» Your goal
From the records below, state how many lines hold the string "VALUES", without any other text.

» Saved data entries
▬▬▬▬▬▬▬▬▬▬

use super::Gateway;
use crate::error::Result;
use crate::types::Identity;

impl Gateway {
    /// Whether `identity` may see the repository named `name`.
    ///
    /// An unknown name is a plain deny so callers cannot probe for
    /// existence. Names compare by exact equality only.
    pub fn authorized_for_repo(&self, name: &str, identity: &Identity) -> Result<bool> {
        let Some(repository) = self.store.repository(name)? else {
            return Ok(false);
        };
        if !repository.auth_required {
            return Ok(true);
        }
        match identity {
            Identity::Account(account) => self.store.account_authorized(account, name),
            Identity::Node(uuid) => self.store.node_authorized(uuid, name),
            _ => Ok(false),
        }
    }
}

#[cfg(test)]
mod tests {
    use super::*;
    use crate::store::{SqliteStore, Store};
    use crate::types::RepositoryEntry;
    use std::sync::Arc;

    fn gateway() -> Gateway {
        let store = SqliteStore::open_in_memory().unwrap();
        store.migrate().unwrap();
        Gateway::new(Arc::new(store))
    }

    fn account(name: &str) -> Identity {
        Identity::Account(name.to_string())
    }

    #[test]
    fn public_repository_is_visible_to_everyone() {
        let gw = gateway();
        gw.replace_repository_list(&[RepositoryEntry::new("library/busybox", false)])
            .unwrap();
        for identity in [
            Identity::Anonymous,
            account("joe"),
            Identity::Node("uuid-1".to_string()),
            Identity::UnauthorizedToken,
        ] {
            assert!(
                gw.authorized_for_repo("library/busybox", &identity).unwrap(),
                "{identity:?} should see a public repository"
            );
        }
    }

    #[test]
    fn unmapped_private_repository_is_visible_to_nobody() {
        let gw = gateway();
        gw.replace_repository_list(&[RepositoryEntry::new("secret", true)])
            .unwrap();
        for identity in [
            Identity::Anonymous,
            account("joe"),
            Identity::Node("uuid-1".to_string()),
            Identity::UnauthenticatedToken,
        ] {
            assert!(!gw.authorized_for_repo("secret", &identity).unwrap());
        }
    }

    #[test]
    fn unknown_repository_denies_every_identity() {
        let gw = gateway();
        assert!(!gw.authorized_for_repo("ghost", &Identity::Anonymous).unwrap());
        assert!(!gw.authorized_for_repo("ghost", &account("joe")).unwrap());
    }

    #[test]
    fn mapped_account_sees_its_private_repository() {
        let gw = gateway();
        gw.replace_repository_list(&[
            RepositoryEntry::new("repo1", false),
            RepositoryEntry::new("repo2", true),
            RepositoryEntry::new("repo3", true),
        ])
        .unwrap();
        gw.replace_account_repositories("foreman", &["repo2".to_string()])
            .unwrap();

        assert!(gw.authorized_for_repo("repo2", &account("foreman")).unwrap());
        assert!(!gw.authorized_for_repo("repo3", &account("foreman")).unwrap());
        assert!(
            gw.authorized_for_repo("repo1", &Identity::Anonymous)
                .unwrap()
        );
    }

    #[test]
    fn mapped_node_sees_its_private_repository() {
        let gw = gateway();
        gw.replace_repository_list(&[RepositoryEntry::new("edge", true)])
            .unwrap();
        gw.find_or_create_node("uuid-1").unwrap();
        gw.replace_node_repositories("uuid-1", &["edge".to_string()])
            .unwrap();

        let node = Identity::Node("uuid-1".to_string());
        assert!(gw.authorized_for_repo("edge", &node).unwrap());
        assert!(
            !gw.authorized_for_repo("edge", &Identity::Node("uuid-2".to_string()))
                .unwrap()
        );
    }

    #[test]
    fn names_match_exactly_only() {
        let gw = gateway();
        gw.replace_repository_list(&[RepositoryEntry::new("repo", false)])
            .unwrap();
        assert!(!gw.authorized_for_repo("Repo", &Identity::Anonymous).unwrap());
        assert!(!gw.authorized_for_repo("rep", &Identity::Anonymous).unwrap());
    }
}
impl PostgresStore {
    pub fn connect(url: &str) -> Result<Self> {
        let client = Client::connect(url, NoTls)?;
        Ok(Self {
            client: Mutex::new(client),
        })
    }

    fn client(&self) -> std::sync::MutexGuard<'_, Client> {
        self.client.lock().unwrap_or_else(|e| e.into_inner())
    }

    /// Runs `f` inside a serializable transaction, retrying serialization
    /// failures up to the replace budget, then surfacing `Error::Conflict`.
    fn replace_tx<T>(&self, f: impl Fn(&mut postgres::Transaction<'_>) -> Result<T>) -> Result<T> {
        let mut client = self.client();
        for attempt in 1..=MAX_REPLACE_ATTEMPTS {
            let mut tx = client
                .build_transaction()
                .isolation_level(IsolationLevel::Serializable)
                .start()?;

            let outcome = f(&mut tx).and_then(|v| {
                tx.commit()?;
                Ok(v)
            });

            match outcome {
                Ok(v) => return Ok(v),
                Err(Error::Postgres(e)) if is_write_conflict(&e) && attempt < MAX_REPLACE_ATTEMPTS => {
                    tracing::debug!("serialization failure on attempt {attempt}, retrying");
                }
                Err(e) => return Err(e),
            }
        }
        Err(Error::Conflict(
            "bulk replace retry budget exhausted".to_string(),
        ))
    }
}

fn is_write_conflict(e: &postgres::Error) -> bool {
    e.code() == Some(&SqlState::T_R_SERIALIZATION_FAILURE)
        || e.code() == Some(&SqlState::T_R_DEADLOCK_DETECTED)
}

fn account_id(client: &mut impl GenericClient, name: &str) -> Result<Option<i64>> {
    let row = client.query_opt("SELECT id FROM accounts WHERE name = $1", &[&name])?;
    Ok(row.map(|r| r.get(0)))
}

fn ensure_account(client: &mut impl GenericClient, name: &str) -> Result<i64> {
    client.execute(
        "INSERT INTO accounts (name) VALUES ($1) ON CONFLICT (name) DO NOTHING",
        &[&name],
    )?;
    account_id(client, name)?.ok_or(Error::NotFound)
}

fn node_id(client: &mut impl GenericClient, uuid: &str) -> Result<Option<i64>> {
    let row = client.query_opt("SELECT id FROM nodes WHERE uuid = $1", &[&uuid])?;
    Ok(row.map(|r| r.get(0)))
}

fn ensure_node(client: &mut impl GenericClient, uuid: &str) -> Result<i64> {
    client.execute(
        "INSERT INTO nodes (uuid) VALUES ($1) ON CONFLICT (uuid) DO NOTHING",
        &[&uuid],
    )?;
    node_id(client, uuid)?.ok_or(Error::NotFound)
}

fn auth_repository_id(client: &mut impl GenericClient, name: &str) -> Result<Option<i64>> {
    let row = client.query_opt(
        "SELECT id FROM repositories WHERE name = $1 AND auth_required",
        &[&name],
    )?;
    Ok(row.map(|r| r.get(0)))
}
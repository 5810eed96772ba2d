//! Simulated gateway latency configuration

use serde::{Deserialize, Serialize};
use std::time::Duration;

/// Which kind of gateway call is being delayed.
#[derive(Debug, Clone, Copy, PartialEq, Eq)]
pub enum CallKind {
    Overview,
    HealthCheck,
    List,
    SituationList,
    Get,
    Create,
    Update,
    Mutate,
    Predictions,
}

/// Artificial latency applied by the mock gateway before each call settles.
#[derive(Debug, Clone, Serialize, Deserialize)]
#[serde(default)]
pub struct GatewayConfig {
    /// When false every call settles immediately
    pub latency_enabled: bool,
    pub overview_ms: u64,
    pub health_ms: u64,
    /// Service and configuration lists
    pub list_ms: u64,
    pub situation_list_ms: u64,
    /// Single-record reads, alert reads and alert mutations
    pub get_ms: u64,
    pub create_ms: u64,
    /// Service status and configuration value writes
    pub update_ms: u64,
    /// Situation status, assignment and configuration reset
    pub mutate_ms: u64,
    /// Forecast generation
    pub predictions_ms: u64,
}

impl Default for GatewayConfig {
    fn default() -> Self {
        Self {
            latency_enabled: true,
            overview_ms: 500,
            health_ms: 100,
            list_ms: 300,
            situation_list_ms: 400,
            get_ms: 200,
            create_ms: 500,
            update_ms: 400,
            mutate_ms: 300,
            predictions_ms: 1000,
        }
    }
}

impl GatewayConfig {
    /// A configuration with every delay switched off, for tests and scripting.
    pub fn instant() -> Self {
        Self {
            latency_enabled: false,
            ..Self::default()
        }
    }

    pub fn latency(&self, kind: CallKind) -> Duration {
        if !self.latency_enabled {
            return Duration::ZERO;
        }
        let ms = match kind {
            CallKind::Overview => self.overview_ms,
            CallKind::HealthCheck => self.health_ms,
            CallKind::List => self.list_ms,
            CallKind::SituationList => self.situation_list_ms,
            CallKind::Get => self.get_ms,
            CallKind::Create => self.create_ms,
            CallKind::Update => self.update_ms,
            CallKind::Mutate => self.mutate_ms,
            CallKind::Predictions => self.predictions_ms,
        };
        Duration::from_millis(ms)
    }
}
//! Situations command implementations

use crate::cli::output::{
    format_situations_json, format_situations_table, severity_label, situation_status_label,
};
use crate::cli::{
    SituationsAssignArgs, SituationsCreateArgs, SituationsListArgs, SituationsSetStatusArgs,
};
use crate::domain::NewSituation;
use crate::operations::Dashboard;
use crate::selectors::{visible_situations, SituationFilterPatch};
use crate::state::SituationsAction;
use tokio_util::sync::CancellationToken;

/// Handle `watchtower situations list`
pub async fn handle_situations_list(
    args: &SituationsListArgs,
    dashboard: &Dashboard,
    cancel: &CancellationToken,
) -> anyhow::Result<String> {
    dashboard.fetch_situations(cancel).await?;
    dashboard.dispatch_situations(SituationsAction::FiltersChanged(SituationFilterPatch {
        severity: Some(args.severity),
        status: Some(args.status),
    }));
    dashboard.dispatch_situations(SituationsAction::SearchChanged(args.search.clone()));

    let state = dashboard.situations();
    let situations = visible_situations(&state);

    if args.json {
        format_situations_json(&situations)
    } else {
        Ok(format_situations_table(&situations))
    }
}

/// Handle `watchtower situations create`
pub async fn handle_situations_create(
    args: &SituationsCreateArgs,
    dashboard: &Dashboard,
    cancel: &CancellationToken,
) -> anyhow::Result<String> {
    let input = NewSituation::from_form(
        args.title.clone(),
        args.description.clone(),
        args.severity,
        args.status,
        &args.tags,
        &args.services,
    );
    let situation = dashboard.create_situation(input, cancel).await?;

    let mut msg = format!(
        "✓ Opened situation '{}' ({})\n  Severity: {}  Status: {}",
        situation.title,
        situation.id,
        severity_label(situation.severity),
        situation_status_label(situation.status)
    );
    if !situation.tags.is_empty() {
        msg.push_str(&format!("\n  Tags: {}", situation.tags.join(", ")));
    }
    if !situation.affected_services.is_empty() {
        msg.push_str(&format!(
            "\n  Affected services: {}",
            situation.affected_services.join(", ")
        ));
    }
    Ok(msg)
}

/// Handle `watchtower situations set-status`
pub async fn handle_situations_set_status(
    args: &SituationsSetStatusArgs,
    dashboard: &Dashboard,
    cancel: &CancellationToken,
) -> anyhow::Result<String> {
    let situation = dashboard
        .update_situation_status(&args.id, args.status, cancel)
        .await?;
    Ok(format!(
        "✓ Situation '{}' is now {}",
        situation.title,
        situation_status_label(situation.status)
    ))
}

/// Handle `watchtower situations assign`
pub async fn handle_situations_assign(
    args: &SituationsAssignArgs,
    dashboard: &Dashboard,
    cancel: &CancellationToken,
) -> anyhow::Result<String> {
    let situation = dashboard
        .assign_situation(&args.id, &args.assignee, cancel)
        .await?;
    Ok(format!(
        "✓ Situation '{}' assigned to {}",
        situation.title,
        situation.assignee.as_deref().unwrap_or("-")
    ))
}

▬▬▬▬▬▬▬▬▬▬

» Written answer
2